Stored entries:
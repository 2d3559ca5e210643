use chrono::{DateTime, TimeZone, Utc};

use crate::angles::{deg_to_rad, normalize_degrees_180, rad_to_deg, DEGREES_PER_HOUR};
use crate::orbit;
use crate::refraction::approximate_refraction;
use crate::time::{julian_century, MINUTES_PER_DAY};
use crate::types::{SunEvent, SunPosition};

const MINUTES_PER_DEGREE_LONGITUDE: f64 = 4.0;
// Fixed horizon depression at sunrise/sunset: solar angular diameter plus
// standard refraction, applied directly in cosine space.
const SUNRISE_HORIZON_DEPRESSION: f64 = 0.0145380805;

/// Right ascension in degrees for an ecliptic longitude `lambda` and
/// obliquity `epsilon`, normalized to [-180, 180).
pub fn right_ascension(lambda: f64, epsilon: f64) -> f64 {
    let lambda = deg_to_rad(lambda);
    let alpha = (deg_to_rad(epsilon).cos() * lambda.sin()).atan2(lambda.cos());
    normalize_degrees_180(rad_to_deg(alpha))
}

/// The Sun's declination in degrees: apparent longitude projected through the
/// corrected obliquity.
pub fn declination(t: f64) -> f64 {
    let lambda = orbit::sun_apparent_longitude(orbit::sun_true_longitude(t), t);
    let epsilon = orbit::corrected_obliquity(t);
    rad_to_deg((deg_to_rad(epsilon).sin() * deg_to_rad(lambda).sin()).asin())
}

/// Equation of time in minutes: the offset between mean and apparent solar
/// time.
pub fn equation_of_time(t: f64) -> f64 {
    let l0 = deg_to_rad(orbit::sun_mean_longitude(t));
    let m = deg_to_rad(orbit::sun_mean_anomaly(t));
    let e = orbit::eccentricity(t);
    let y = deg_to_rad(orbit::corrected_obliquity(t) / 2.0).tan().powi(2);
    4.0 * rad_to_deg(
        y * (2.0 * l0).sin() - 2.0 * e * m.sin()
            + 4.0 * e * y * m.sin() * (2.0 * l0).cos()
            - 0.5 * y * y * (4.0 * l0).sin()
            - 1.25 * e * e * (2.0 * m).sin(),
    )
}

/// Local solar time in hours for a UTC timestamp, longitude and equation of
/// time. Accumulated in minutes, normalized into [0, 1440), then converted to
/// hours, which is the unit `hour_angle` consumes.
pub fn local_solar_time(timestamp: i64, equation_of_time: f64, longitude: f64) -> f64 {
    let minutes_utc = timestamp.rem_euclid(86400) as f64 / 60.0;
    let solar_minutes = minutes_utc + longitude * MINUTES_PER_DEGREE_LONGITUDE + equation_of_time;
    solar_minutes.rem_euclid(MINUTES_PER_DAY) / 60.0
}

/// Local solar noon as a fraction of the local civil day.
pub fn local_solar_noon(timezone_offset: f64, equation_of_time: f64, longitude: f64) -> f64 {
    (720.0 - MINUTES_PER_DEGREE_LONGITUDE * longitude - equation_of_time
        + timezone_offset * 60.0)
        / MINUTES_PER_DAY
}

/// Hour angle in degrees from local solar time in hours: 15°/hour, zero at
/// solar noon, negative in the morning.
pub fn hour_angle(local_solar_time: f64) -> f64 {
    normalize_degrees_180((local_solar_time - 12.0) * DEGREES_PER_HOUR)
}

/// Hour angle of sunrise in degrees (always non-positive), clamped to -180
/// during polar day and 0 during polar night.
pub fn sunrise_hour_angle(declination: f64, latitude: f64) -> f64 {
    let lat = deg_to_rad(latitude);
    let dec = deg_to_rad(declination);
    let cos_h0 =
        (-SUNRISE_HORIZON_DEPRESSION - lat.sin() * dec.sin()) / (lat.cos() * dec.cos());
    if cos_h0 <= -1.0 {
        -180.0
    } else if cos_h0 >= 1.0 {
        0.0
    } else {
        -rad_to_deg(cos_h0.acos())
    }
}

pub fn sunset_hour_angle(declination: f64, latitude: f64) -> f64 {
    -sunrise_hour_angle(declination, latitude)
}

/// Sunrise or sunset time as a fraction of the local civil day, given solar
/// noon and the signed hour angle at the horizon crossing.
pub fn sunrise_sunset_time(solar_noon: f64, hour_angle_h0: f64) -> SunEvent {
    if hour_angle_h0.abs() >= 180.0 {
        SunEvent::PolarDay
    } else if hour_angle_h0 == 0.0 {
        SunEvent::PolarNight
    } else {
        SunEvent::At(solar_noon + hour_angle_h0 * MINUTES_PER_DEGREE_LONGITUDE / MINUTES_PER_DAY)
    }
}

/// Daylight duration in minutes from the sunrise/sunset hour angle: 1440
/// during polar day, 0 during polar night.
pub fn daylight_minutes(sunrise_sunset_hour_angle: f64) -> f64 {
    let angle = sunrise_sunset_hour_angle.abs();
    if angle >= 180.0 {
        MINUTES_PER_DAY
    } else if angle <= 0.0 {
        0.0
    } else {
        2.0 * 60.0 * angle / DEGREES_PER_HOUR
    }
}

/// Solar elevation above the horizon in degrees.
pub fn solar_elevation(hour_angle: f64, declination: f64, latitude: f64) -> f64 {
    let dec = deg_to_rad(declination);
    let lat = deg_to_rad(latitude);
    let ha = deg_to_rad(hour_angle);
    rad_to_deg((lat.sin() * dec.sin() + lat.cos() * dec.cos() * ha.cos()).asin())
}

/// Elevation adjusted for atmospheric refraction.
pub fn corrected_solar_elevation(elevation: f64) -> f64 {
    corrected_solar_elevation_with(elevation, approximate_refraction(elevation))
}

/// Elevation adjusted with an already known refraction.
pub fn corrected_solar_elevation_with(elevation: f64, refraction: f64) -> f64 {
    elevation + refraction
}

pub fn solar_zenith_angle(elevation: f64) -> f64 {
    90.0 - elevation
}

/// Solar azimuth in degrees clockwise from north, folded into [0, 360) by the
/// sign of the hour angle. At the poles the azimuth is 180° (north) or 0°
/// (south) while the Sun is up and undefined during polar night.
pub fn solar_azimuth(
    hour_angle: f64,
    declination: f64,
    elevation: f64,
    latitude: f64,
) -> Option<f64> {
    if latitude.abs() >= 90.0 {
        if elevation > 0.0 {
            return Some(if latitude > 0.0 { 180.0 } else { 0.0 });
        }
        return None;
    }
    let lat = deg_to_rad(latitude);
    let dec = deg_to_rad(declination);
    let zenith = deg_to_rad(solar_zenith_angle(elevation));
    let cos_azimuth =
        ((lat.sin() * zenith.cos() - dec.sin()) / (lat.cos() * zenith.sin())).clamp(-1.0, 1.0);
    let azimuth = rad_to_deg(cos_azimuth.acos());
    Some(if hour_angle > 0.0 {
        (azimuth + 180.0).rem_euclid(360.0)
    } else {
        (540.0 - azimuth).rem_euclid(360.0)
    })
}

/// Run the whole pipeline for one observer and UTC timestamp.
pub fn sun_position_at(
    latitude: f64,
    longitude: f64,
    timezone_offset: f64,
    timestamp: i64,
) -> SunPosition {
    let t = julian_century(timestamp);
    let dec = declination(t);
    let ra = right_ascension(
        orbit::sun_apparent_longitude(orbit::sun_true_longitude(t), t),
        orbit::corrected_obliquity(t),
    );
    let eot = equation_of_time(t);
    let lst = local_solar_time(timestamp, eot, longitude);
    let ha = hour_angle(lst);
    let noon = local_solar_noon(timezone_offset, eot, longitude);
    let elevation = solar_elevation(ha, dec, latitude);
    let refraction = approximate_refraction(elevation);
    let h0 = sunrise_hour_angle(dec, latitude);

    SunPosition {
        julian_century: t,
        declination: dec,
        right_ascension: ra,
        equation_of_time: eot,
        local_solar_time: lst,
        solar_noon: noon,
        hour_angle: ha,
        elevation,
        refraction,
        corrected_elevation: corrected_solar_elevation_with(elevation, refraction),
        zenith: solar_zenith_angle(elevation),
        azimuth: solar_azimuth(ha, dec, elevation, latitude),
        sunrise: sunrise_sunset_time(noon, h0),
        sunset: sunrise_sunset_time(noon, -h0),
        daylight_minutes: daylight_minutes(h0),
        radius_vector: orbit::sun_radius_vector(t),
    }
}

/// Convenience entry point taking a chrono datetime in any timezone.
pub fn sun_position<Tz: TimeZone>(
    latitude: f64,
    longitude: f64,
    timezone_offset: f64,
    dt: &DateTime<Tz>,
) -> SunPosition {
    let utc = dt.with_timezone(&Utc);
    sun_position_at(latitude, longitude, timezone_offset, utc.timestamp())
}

**REQUIREMENT**
Keeping every character as it is, restate the lines above that run from the line with "pub fn corrected_solar_elevation(elevation: f64)" through the line with "360) by the", both included, and nothing else.

**RESPONSE BOX**
pub fn corrected_solar_elevation(elevation: f64) -> f64 {
    corrected_solar_elevation_with(elevation, approximate_refraction(elevation))
}

/// Elevation adjusted with an already known refraction.
pub fn corrected_solar_elevation_with(elevation: f64, refraction: f64) -> f64 {
    elevation + refraction
}

pub fn solar_zenith_angle(elevation: f64) -> f64 {
    90.0 - elevation
}

/// Solar azimuth in degrees clockwise from north, folded into [0, 360) by the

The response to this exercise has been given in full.